Simply remove the link from the listing. This may work out better, anyway, to add at least one more click of friction to flagging (e.g. for people that may just flippantly/habitually flag stuff based on title alone).
This would also probably remove 99% of the accidental flags, since I’m guessing most happen from the listing vs. the thread.
And it would be easier! :)
24 pixels. Thats the minimum affordance suggestion by W3c (and it probably should be 32px IMO) for a click target on mobile if you don’t want to be the asshole. You make the padding clickable if the target is smaller than that.
> Undersized targets (those less than 24 by 24 CSS pixels) are positioned so that if a 24 CSS pixel diameter circle is centered on the bounding box of each, the circles do not intersect another target or the circle for another undersized target;
I am also never sure if I downvoted by accident or if downvotes are a thing here at all. Sometimes I see up and down arrows, but they are dangerously close on mobile and no matter where I touch they feel like one button anyway. I also could not find a way to see my downvotes, so I am not sure if downvoting is even possible.

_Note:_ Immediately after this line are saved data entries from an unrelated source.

//! Aggregate per-user statistics.

use axum::extract::State;
use axum::response::{IntoResponse, Response};
use axum::{Extension, Json};
use serde_json::json;

use crate::progress::{points_to_next_level, streak_days};
use crate::server::auth::AuthUser;
use crate::server::error::ApiError;
use crate::server::handlers::{now_secs, today_utc};
use crate::server::state::SharedState;
use crate::storage::RecoverySessionRow;

/// Longest streak across all sessions; active sessions count up to `now`,
/// ended sessions up to when they ended.
pub(crate) fn best_streak(sessions: &[RecoverySessionRow], now: i64) -> i64 {
    sessions
        .iter()
        .map(|s| streak_days(s.started_at, s.ended_at.unwrap_or(now)))
        .max()
        .unwrap_or(0)
}

pub async fn user_stats_handler(
    State(state): State<SharedState>,
    Extension(user): Extension<AuthUser>,
) -> Result<Response, ApiError> {
    let now = now_secs();
    let today = today_utc();

    let st = state.lock().await;
    let points = st.storage.get_points(user.id)?;
    let total_points = points.as_ref().map(|p| p.total_points).unwrap_or(0);
    let level = points.as_ref().map(|p| p.level).unwrap_or(1);

    let sessions = st.storage.list_sessions(user.id)?;
    let current_streak = sessions
        .iter()
        .filter(|s| s.is_active)
        .map(|s| streak_days(s.started_at, now))
        .max()
        .unwrap_or(0);
    let relapse_count = sessions.iter().filter(|s| !s.is_active).count();

    Ok(Json(json!({
        "totalPoints": total_points,
        "level": level,
        "pointsToNextLevel": points_to_next_level(total_points),
        "tasksCompleted": st.storage.count_completions(user.id)?,
        "tasksCompletedToday": st.storage.count_completions_on(user.id, &today)?,
        "checkins": st.storage.count_checkins(user.id)?,
        "currentStreakDays": current_streak,
        "bestStreakDays": best_streak(&sessions, now),
        "relapseCount": relapse_count,
    }))
    .into_response())
}

#[cfg(test)]
mod tests {
    use super::*;

    fn session(started_at: i64, ended_at: Option<i64>) -> RecoverySessionRow {
        RecoverySessionRow {
            id: 1,
            user_id: 1,
            addiction_type: "nicotine".to_string(),
            started_at,
            ended_at,
            is_active: ended_at.is_none(),
            relapse_notes: None,
        }
    }

    #[test]
    fn best_streak_spans_active_and_ended_sessions() {
        let now = 1_700_000_000 + 10 * 86_400;
        let sessions = vec![
            session(1_700_000_000, Some(1_700_000_000 + 3 * 86_400)),
            session(1_700_000_000 + 4 * 86_400, None), // 6 days and counting
        ];
        assert_eq!(best_streak(&sessions, now), 6);
        assert_eq!(best_streak(&[], now), 0);
    }
}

EDIT: The up/down arrows work. If I touch the lower half the arrows disappear both and the comment does not appear in my upvoted list. I do get the option to "undown" however (as opposed to the usual "unvote").
My attempts hacking the upvoted comment list URL to find a downvoted list were not successful.
Sorry to parent comment, you were my guinea pig. I restored the upvote, hope the temporary downvote does not hurt.
Some dupe posts I flagged are missing last time I looked at it. Possibly working as intended. Comments from another section are missing from my account that I had wanted to save criticizing the moderating down-weight system too.
For HN, you could map the drop-down contents directly to submission guidelines:
- Poor/incorrect title
- Non-original source
- Promotion/spam
- ...
Especially when some things feel like they should have a low threshold for flagging (if 2 people agree it's obvious commerical spam, or terrible-quality content, or a duplicate submission from the past 48 hours), while others feel like they should have a higher threshold (e.g. if 5 people agree it's off-topic for HN, or a threshold proportional to upvotes).
https://news.ycombinator.com/item?id=40958364
Like others in the thread, the first time I looked at my list of flagged submissions, there were 20+ just random things on there that I had obviously just fat-fingered on mobile.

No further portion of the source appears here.